The 2 animals (Rh4 and Cy4) with both ONT and experimental glaucoma showed effects on the mfERG that were similar to experimental glaucoma alone. Adding ONT to the experimental glaucoma is a means of removing all the retinal ganglion cells (Table 1) and, therefore, eliminating any possible ganglion cell contribution from the measured effects. Thus, the observed effects, such as K1 increase, are not likely caused by the surviving ganglion cells.

HFC contribution

In the full field ERG, the high frequency components of the waveforms (the oscillatory potentials) are thought to be post-receptoral in origin—perhaps arising from the vicinity of the inner plexiform layer [58, 59]. Weak high frequency components have been observed in the fast-sequence mfERG used in this study. However, a slowed m-sequence, in which several blank frames are inserted between flashes, results in more prominent mfERG oscillatory potentials (HFCs) [60]. Various studies, including a recent report of marked reduction of the mfERG HFCs in rhesus monkeys that underwent ONT [61] and in experimental glaucoma in rhesus monkeys [62, 63], suggest that the HFCs in the slow-sequence mfERG may have their origin, at least in part, in the ganglion cells. Nevertheless, we were able to obtain HFC responses using the fast-sequence mfERG that, when averaged over multiple recording sessions, were statistically different from the fellow (control) eyes. A consistent decrement associated with axonal loss was not observed. Instead, the general pattern of HFC changes were similar to those found for the LFCs--namely, increased K1 responses for the 4 rhesus monkeys and decreased K2.1 responses for the cynomolgus animals (data not shown).
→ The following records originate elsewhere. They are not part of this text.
//! Tagged results for estimators that may fall back to a default.
//!
//! Estimation steps such as the cointegration fit or the ridge regression do
//! not fail the run when the data is too short or numerically degenerate.
//! They return a [`Fitted::Degraded`] value carrying the fallback together with
//! the reason, so callers can log it and surface it in reports.

use serde::{Deserialize, Serialize};
use std::fmt;

/// Why an estimator returned its fallback value.
#[derive(Debug, Clone, PartialEq, Eq, Serialize, Deserialize)]
pub enum DegradeReason {
    /// Fewer usable observations than the estimator needs.
    InsufficientData {
        /// Observations required.
        required: usize,
        /// Observations available.
        available: usize,
    },
    /// The estimation window contains missing or non-finite values.
    NonFiniteInput,
    /// A matrix that must be positive definite is not.
    Singular,
}

impl fmt::Display for DegradeReason {
    fn fmt(&self, f: &mut fmt::Formatter<'_>) -> fmt::Result {
        match self {
            Self::InsufficientData {
                required,
                available,
            } => write!(
                f,
                "insufficient data ({available} usable rows, {required} required)"
            ),
            Self::NonFiniteInput => write!(f, "non-finite values in estimation window"),
            Self::Singular => write!(f, "singular system"),
        }
    }
}

/// The outcome of an estimation step.
#[derive(Debug, Clone, PartialEq)]
pub enum Fitted<T> {
    /// The estimator ran on the data as intended.
    Estimated(T),
    /// The estimator could not run and returned a documented fallback.
    Degraded {
        /// The fallback value.
        value: T,
        /// Why the fallback was used.
        reason: DegradeReason,
    },
}

impl<T> Fitted<T> {
    /// Wraps a fallback value.
    pub const fn degraded(value: T, reason: DegradeReason) -> Self {
        Self::Degraded { value, reason }
    }

    /// Returns the fitted or fallback value.
    pub const fn value(&self) -> &T {
        match self {
            Self::Estimated(value) | Self::Degraded { value, .. } => value,
        }
    }

    /// Consumes the tag and returns the value.
    pub fn into_value(self) -> T {
        match self {
            Self::Estimated(value) | Self::Degraded { value, .. } => value,
        }
    }

    /// Returns `true` when the fallback was used.
    pub const fn is_degraded(&self) -> bool {
        matches!(self, Self::Degraded { .. })
    }

    /// The fallback reason, if any.
    pub const fn reason(&self) -> Option<&DegradeReason> {
        match self {
            Self::Estimated(_) => None,
            Self::Degraded { reason, .. } => Some(reason),
        }
    }
}

/// A fallback taken somewhere in a run, as recorded in reports.
#[derive(Debug, Clone, PartialEq, Eq, Serialize, Deserialize)]
pub struct Degradation {
    /// The component that degraded, e.g. `"mean_reversion"` or `"ridge"`.
    pub source: String,
    /// Why it degraded.
    pub reason: DegradeReason,
}

impl Degradation {
    /// Creates a new degradation note.
    pub fn new(source: impl Into<String>, reason: DegradeReason) -> Self {
        Self {
            source: source.into(),
            reason,
        }
    }
}

impl fmt::Display for Degradation {
    fn fmt(&self, f: &mut fmt::Formatter<'_>) -> fmt::Result {
        write!(f, "{}: {}", self.source, self.reason)
    }
}

#[cfg(test)]
mod tests {
    use super::*;

    #[test]
    fn test_estimated_accessors() {
        let fitted = Fitted::Estimated(vec![0.5, 0.5]);
        assert!(!fitted.is_degraded());
        assert!(fitted.reason().is_none());
        assert_eq!(fitted.value(), &vec![0.5, 0.5]);
    }

    #[test]
    fn test_reason_display() {
        let reason = DegradeReason::InsufficientData {
            required: 252,
            available: 40,
        };
        assert_eq!(
            reason.to_string(),
            "insufficient data (40 usable rows, 252 required)"
        );
        let note = Degradation::new("ridge", reason);
        assert!(note.to_string().starts_with("ridge: "));
    }
}
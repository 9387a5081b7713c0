//! From combined scores to target weights and discrete positions.

use malaga_traits::{MalagaError, Panel, Result};
use ndarray::{Array2, ArrayView1};
use serde::{Deserialize, Serialize};

/// Weight construction settings.
#[derive(Debug, Clone, PartialEq, Serialize, Deserialize)]
#[serde(default)]
pub struct WeightConfig {
    /// Maximum gross exposure `Σ|w|` per date (default: 1.0).
    pub gross_cap: f64,
    /// Minimum absolute weight for a long or short position (default: 0.2).
    pub threshold: f64,
}

impl Default for WeightConfig {
    fn default() -> Self {
        Self {
            gross_cap: 1.0,
            threshold: 0.2,
        }
    }
}

impl WeightConfig {
    /// Checks the cap is positive and the threshold lies in `[0, 1)`.
    pub fn validate(&self) -> Result<()> {
        if !self.gross_cap.is_finite() || self.gross_cap <= 0.0 {
            return Err(MalagaError::InvalidConfig(format!(
                "gross cap must be positive, got {}",
                self.gross_cap
            )));
        }
        if !(0.0..1.0).contains(&self.threshold) {
            return Err(MalagaError::InvalidConfig(format!(
                "threshold must lie in [0, 1), got {}",
                self.threshold
            )));
        }
        Ok(())
    }
}

/// Direction of a position.
#[derive(Debug, Clone, Copy, PartialEq, Eq, Hash, Serialize, Deserialize)]
pub enum PositionClass {
    /// Short one unit.
    Short,
    /// No position.
    Flat,
    /// Long one unit.
    Long,
}

impl PositionClass {
    /// Classifies a weight against a symmetric threshold. Missing is flat.
    #[must_use]
    pub fn from_weight(weight: f64, threshold: f64) -> Self {
        if weight > threshold {
            Self::Long
        } else if weight < -threshold {
            Self::Short
        } else {
            Self::Flat
        }
    }

    /// `-1`, `0` or `+1`.
    #[must_use]
    pub const fn signum(self) -> f64 {
        match self {
            Self::Short => -1.0,
            Self::Flat => 0.0,
            Self::Long => 1.0,
        }
    }

    /// Whether a position is open.
    #[must_use]
    pub const fn is_active(self) -> bool {
        !matches!(self, Self::Flat)
    }
}

fn row_is_missing(row: ArrayView1<'_, f64>) -> bool {
    row.iter().all(|v| v.is_nan())
}

/// Scales each date's combined scores to gross exposure `gross_cap`.
///
/// `w_i = s_i / Σ|s| × cap`, with `Σ|s| = 0` treated as 1. Missing cells in
/// a partially present row get weight 0; a fully missing row stays missing
/// and is held by the simulator.
pub fn continuous_weights(combined: &Panel, gross_cap: f64) -> Result<Panel> {
    let mut weights = Array2::from_elem(combined.values().dim(), f64::NAN);
    for (t, row) in combined.values().rows().into_iter().enumerate() {
        if row_is_missing(row) {
            continue;
        }
        let gross: f64 = row.iter().filter(|v| !v.is_nan()).map(|v| v.abs()).sum();
        let denom = if gross == 0.0 { 1.0 } else { gross };
        for (i, s) in row.iter().enumerate() {
            weights[[t, i]] = if s.is_nan() { 0.0 } else { s / denom * gross_cap };
        }
    }
    combined.with_values(weights)
}

/// Maps weights to `{-1, 0, +1}` with a dead band of `±threshold`.
///
/// Fully missing rows stay missing.
pub fn discrete_positions(weights: &Panel, threshold: f64) -> Result<Panel> {
    let mut positions = Array2::from_elem(weights.values().dim(), f64::NAN);
    for (t, row) in weights.values().rows().into_iter().enumerate() {
        if row_is_missing(row) {
            continue;
        }
        for (i, w) in row.iter().enumerate() {
            positions[[t, i]] = PositionClass::from_weight(*w, threshold).signum();
        }
    }
    weights.with_values(positions)
}

/// `Σ|w|` over present cells.
pub fn gross_exposure(row: ArrayView1<'_, f64>) -> f64 {
    row.iter().filter(|v| !v.is_nan()).map(|v| v.abs()).sum()
}

#[cfg(test)]
mod tests {
    use super::*;
    use approx::assert_relative_eq;
    use malaga_traits::{Date, date_range};
    use ndarray::array;

    fn panel(values: Array2<f64>) -> Panel {
        let (n_dates, n_symbols) = values.dim();
        let dates = date_range(Date::from_ymd_opt(2024, 5, 1).unwrap(), n_dates);
        let symbols = (0..n_symbols).map(|i| format!("S{i}")).collect();
        Panel::new(dates, symbols, values).unwrap()
    }

    #[test]
    fn test_continuous_weights_respect_cap() {
        let combined = panel(array![[0.5, -0.25, 0.25], [1.0, f64::NAN, -1.0]]);
        let weights = continuous_weights(&combined, 2.0).unwrap();
        assert_relative_eq!(weights.get(0, 0).unwrap(), 1.0);
        assert_relative_eq!(weights.get(0, 1).unwrap(), -0.5);
        assert_relative_eq!(gross_exposure(weights.row(0)), 2.0);
        assert_eq!(weights.get(1, 1), Some(0.0));
        assert_relative_eq!(gross_exposure(weights.row(1)), 2.0);
    }

    #[test]
    fn test_zero_row_and_missing_row() {
        let combined = panel(array![[0.0, 0.0], [f64::NAN, f64::NAN]]);
        let weights = continuous_weights(&combined, 1.0).unwrap();
        assert_eq!(weights.get(0, 0), Some(0.0));
        assert!(weights.row_is_missing(1));
    }

    #[test]
    fn test_discrete_positions_dead_band() {
        let weights = panel(array![[0.3, -0.3, 0.2, -0.1], [f64::NAN; 4]]);
        let positions = discrete_positions(&weights, 0.2).unwrap();
        assert_eq!(positions.row(0).to_vec(), vec![1.0, -1.0, 0.0, 0.0]);
        assert!(positions.row_is_missing(1));
    }

    #[test]
    fn test_validate() {
        assert!(WeightConfig::default().validate().is_ok());
        let bad_cap = WeightConfig {
            gross_cap: 0.0,
            ..WeightConfig::default()
        };
        assert!(bad_cap.validate().is_err());
        let bad_threshold = WeightConfig {
            threshold: 1.0,
            ..WeightConfig::default()
        };
        assert!(bad_threshold.validate().is_err());
    }

    #[test]
    fn test_position_class() {
        assert_eq!(PositionClass::from_weight(f64::NAN, 0.2), PositionClass::Flat);
        assert_eq!(PositionClass::from_weight(0.21, 0.2), PositionClass::Long);
        assert!(PositionClass::Short.is_active());
        assert!(!PositionClass::Flat.is_active());
    }
}
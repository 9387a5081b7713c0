//! Synthetic price panels for unit tests.

use malaga_traits::{Date, PricePanel, date_range};
use ndarray::Array2;

/// Builds a panel with one column per series, symbols `S0, S1, ...`.
pub(crate) fn panel_from_columns(columns: &[Vec<f64>]) -> PricePanel {
    let n_dates = columns[0].len();
    let values = Array2::from_shape_fn((n_dates, columns.len()), |(t, i)| columns[i][t]);
    let symbols = (0..columns.len()).map(|i| format!("S{i}")).collect();
    let dates = date_range(Date::from_ymd_opt(2020, 1, 1).unwrap(), n_dates);
    PricePanel::new(dates, symbols, values).unwrap()
}

/// Deterministic noise in `[-0.5, 0.5)`.
pub(crate) fn noise(seed: usize) -> f64 {
    ((seed as f64 * 12.9898).sin() * 43_758.545_3).fract().abs() - 0.5
}

/// A geometric random walk driven by [`noise`].
pub(crate) fn random_walk(start: f64, n: usize, vol: f64, salt: usize) -> Vec<f64> {
    let mut level = start.ln();
    (0..n)
        .map(|t| {
            if t > 0 {
                level += vol * noise(t * 31 + salt * 7919);
            }
            level.exp()
        })
        .collect()
}
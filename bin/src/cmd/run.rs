//! Single-universe backtest command implementation.

use super::{OutputFormat, RunOptions, print_banner, print_metrics};
use crate::data;
use anyhow::{Context, Result};
use log::info;
use malaga::eval::RunSummary;
use malaga::report::write_run_reports;
use malaga::{AlphaKind, BacktestRun, run_backtest};
use std::path::Path;

/// Backtest the universe in `prices` and print or export the results.
pub(crate) fn run_universe(
    prices: &Path,
    universe: Option<String>,
    options: &RunOptions,
) -> Result<()> {
    let config = options.build_config()?;
    let universe = universe.unwrap_or_else(|| data::universe_name(prices));
    let panel = data::load_prices(prices)?;
    info!(
        "{universe}: loaded {} dates x {} symbols from {}",
        panel.n_dates(),
        panel.n_symbols(),
        prices.display()
    );

    let run = run_backtest(&universe, &panel, &config)
        .with_context(|| format!("backtesting {universe}"))?;

    if let Some(dir) = &options.output {
        let written = write_run_reports(&run, dir)
            .with_context(|| format!("writing reports to {}", dir.display()))?;
        info!("{universe}: wrote {} reports to {}", written.len(), dir.display());
    }

    match options.format {
        OutputFormat::Json => {
            let summary = RunSummary::succeeded(
                run.universe.clone(),
                run.mode(),
                run.metrics.clone(),
                run.degradations.len(),
            );
            println!("{}", serde_json::to_string_pretty(&summary)?);
        }
        OutputFormat::Text => print_run(&run),
    }
    Ok(())
}

fn print_run(run: &BacktestRun) {
    print_banner("Backtest");

    let dates = run.prices.dates();
    println!("Universe: {}", run.universe);
    println!("Symbols:  {}", run.prices.symbols().join(", "));
    if let (Some(first), Some(last)) = (dates.first(), dates.last()) {
        println!("Period:   {first} to {last}");
    }
    println!("Mode:     {}", run.mode().name());
    println!();

    println!("Alpha Weights:");
    let model = run.model.value();
    for kind in AlphaKind::ALL {
        println!("  {:20} {:>10.4}", kind.name(), model.lambda(kind));
    }
    if let Some(reason) = run.model.reason() {
        println!("  (fallback: {reason})");
    }
    println!();

    print_metrics(&run.metrics);

    if !run.degradations.is_empty() {
        println!("Degraded Fits:");
        for degradation in &run.degradations {
            println!("  {degradation}");
        }
        println!();
    }
}
//! Cointegration spread mean-reversion alpha.
//!
//! A cointegrating vector `w` is estimated once on the leading fit window of
//! log prices. The spread `s[t] = Σ w_i ln p_i[t]` is z-scored over a trailing
//! window, and each instrument is pushed against the spread in proportion to
//! the sign of its weight: `score_i = -sign(w_i) · clip(z, -2, 2) / 2`.
//!
//! Dates inside the fit window (before its last row) have no score, since
//! the weights were estimated with data from their future.

pub mod johansen;

use log::{debug, warn};
use malaga_traits::stats::rolling_zscore;
use malaga_traits::{
    AlphaKind, AlphaScorer, Degradation, Fitted, PricePanel, Result, ScoreOutput,
};
use ndarray::{Array1, Array2, s};
use serde::{Deserialize, Serialize};

/// Configuration for the mean-reversion alpha.
#[derive(Debug, Clone, PartialEq, Eq, Serialize, Deserialize)]
#[serde(default)]
pub struct MeanReversionConfig {
    /// Leading rows used to estimate the cointegrating vector (default: 756).
    pub coint_window: usize,
    /// Trailing window of the spread z-score (default: 60).
    pub z_window: usize,
}

impl Default for MeanReversionConfig {
    fn default() -> Self {
        Self {
            coint_window: 756,
            z_window: 60,
        }
    }
}

/// Mean-reversion scorer on the universe's cointegration spread.
#[derive(Debug, Clone, Default)]
pub struct MeanReversion {
    config: MeanReversionConfig,
}

impl MeanReversion {
    /// Create a mean-reversion scorer with the given configuration.
    #[must_use]
    pub const fn new(config: MeanReversionConfig) -> Self {
        Self { config }
    }

    /// Number of leading rows the weights are fitted on.
    pub fn fit_rows(&self, prices: &PricePanel) -> usize {
        prices.n_dates().min(self.config.coint_window)
    }

    /// Estimates the spread weights on the fit window.
    pub fn fit(&self, prices: &PricePanel) -> Fitted<Array1<f64>> {
        let rows = self.fit_rows(prices);
        let log_prices = prices.log_prices();
        johansen::cointegrating_vector(log_prices.slice(s![..rows, ..]))
    }

    /// The spread `Σ w_i ln p_i[t]`, `NaN` where any price is missing.
    pub fn spread(prices: &PricePanel, weights: &Array1<f64>) -> Vec<f64> {
        prices
            .log_prices()
            .rows()
            .into_iter()
            .map(|row| row.dot(weights))
            .collect()
    }
}

const fn sign(x: f64) -> f64 {
    if x > 0.0 {
        1.0
    } else if x < 0.0 {
        -1.0
    } else {
        0.0
    }
}

impl AlphaScorer for MeanReversion {
    fn kind(&self) -> AlphaKind {
        AlphaKind::MeanReversion
    }

    fn lookback(&self) -> usize {
        self.config.coint_window.max(self.config.z_window)
    }

    fn score(&self, prices: &PricePanel) -> Result<ScoreOutput> {
        let mut degradations = Vec::new();
        let fitted = self.fit(prices);
        match &fitted {
            Fitted::Estimated(w) => debug!("mean reversion weights: {w}"),
            Fitted::Degraded { value, reason } => {
                warn!("mean reversion fit degraded ({reason}), using fallback weights {value}");
                degradations.push(Degradation::new(self.name(), reason.clone()));
            }
        }
        let weights = fitted.into_value();

        let z = rolling_zscore(&Self::spread(prices, &weights), self.config.z_window);
        let first_live = self.fit_rows(prices).saturating_sub(1);
        let mut scores = Array2::from_elem((prices.n_dates(), prices.n_symbols()), f64::NAN);
        for (t, z) in z.iter().enumerate().skip(first_live) {
            if !z.is_finite() {
                continue;
            }
            let pull = z.clamp(-2.0, 2.0) / 2.0;
            for (i, w) in weights.iter().enumerate() {
                scores[[t, i]] = -sign(*w) * pull;
            }
        }

        Ok(ScoreOutput {
            scores: prices.panel().with_values(scores)?,
            degradations,
        })
    }
}

#[cfg(test)]
mod tests {
    use super::*;
    use crate::testing::{noise, panel_from_columns, random_walk};
    use malaga_traits::DegradeReason;

    fn pair(n: usize) -> PricePanel {
        let base = random_walk(100.0, n, 0.02, 5);
        let partner: Vec<f64> = base
            .iter()
            .enumerate()
            .map(|(t, p)| p * (0.01 * noise(t * 13 + 1)).exp())
            .collect();
        panel_from_columns(&[base, partner])
    }

    fn scorer(coint_window: usize, z_window: usize) -> MeanReversion {
        MeanReversion::new(MeanReversionConfig {
            coint_window,
            z_window,
        })
    }

    #[test]
    fn test_in_sample_dates_are_missing() {
        let prices = pair(300);
        let out = scorer(200, 20).score(&prices).unwrap();
        for t in 0..199 {
            assert!(out.scores.get(t, 0).is_none(), "date {t} is in-sample");
        }
        assert!(out.scores.get(199, 0).is_some());
        assert!(out.degradations.is_empty());
    }

    #[test]
    fn test_scores_oppose_weight_signs() {
        let prices = pair(300);
        let mr = scorer(200, 20);
        let w = mr.fit(&prices).into_value();
        let out = mr.score(&prices).unwrap();
        for t in 199..300 {
            let (a, b) = (out.scores.get(t, 0).unwrap(), out.scores.get(t, 1).unwrap());
            assert!((-1.0..=1.0).contains(&a));
            if a != 0.0 && sign(w[0]) != sign(w[1]) {
                assert!(a * b < 0.0);
            }
        }
    }

    #[test]
    fn test_truncation_does_not_change_past_scores() {
        let prices = pair(300);
        let mr = scorer(150, 20);
        let full = mr.score(&prices).unwrap();

        let cut = 240;
        let truncated = PricePanel::new(
            prices.dates()[..cut].to_vec(),
            prices.symbols().to_vec(),
            prices.values().slice(s![..cut, ..]).to_owned(),
        )
        .unwrap();
        let partial = mr.score(&truncated).unwrap();
        for t in 0..cut {
            for i in 0..2 {
                assert_eq!(full.scores.get(t, i), partial.scores.get(t, i));
            }
        }
    }

    #[test]
    fn test_short_history_degrades_and_reports() {
        let prices = pair(5);
        let out = scorer(756, 2).score(&prices).unwrap();
        assert_eq!(out.degradations.len(), 1);
        assert_eq!(out.degradations[0].source, "mean_reversion");
        assert!(matches!(
            out.degradations[0].reason,
            DegradeReason::InsufficientData { .. }
        ));
        assert!(out.scores.get(4, 0).is_some());
    }
}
An increase in K1 HFC amplitude is in the opposite direction of results reported by Frishman et al [31], who found that the HFC peak at 75 Hz present in the normal fast-sequence mfERG power spectrum was markedly depressed in rhesus monkeys with advanced experimental glaucoma. A number of differences exist between their experimental setup and ours; including the severity of experimental glaucoma, type of anesthesia, recording electrode, and the size of the mfERG stimulus elements. The mfERG waveforms are known to be affected by anesthesia (Kim, C.B.Y. et al. IOVS 2010;51: ARVO E-abstract 1079), electrode type [64] and electrode montage [65]. It may be that due to one or a combination of these factors our mfERG waveforms have more outer retinal (non-ganglion cell) contribution at the higher frequencies. However, for one of these methodological factors to account for the direction of effects, the effect of experimental glaucoma on the retinal neurons responsible for HFC would have to be altered radically by one or more of these factors, for example pentobarbital vs. ketamine/xylazine.

Perhaps a more likely reason for the apparent discrepancy is that the analyses used in this study considered K1 HFCs as the RMS amplitude between 80 and 120 Hz within the 9-to-35 ms epoch of the K1 waveform. The Frishman et al [31] study performed a fast Fourier transform (FFT) on the entire 75 msec K1 waveform. Thus, the present study found that HFCs increase (relative to the fellow control eye) within an early portion of the K1 waveform, suggesting that early HFCs may be modulated by glaucoma differently that later-occurring HFCs. Some decrease in the later-occurring HFCs is also apparent as ripples in the difference waveform in K1 waveforms in the present study, as shown the middle panel of Figure 1a.

Temporal effects and reversibility

One of the most prominent changes, increase of the N1-P1 complex of K1 in the rhesus monkeys occurred rapidly (at the time of the first measurement with high IOP) and persisted in all of the animals for the entire period of elevated IOP. There was no statistically significant degradation of the increase with time (Figure 3A). Likewise, the marked decrease of the K2.1 in the cynomolgus monkeys happened soon after the IOP became elevated and persisted throughout the period of elevated IOP (Figure 3B).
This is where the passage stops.